What the exercise asks: The reply should consist of one number, the count of lines below in which the word "point" appears.

Stored items from a collection:
□ □ □ □ □

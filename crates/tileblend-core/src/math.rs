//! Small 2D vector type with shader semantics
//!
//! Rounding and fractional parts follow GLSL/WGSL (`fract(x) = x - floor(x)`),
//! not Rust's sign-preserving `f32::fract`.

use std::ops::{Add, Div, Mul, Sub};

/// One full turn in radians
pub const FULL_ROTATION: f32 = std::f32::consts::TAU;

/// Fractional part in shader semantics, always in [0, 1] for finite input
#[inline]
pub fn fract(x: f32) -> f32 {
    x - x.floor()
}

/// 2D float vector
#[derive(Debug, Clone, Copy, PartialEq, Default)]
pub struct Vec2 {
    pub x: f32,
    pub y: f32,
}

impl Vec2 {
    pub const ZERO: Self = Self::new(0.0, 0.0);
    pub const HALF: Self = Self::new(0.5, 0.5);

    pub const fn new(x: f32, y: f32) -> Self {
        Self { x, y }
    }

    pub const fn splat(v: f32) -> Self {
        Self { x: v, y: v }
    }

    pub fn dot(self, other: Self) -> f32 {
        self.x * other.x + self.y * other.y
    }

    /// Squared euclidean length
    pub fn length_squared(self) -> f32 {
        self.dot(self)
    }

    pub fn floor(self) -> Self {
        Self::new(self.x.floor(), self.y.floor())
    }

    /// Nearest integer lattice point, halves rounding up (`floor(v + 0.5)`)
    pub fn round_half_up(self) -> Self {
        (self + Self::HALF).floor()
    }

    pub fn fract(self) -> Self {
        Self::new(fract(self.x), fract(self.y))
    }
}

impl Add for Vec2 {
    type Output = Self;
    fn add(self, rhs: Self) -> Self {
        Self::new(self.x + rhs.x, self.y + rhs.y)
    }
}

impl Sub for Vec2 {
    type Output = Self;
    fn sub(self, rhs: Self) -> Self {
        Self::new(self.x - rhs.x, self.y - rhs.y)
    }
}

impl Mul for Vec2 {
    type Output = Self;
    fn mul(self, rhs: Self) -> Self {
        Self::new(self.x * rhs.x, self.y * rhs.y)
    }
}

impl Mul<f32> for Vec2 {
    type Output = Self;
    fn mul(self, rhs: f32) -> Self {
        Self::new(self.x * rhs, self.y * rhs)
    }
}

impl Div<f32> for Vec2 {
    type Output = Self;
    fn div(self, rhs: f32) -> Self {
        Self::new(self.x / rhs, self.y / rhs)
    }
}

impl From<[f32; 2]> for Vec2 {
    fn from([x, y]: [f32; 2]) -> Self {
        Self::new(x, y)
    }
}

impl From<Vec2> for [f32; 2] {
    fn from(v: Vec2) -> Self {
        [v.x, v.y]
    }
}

□ □ □ □ □

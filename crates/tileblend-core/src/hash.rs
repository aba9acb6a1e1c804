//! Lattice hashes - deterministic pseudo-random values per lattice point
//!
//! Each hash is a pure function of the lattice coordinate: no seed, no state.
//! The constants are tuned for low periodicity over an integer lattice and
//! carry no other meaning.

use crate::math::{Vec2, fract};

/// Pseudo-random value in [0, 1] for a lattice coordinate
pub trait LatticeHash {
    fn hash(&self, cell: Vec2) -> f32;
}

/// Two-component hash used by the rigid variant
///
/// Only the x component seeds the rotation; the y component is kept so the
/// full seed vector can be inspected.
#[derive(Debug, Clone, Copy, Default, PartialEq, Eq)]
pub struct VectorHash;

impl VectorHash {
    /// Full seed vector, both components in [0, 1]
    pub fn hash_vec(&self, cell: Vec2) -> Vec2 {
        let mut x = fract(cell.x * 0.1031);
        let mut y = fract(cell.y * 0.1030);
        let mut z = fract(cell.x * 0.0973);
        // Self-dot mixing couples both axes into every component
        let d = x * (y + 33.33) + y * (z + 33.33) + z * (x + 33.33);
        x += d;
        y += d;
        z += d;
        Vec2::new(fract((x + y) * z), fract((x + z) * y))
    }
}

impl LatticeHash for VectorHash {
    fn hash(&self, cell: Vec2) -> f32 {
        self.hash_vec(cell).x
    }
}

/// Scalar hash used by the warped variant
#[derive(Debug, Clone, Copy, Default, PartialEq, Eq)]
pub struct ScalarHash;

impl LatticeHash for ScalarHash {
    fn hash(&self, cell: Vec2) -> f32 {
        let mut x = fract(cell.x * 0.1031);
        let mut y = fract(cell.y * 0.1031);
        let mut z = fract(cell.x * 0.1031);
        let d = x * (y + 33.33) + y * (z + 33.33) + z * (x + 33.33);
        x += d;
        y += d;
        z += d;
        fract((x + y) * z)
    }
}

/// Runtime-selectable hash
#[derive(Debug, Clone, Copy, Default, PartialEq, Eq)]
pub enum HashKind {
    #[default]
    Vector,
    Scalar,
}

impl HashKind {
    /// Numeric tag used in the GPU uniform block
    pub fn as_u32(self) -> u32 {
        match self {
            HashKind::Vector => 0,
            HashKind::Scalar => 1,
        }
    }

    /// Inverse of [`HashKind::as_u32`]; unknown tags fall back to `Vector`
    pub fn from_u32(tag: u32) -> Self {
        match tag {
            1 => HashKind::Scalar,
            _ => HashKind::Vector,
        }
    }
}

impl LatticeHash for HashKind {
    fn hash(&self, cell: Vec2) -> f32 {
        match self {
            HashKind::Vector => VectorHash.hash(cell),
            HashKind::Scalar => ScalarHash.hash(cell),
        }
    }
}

□ □ □ □ □

Response for this exercise: 2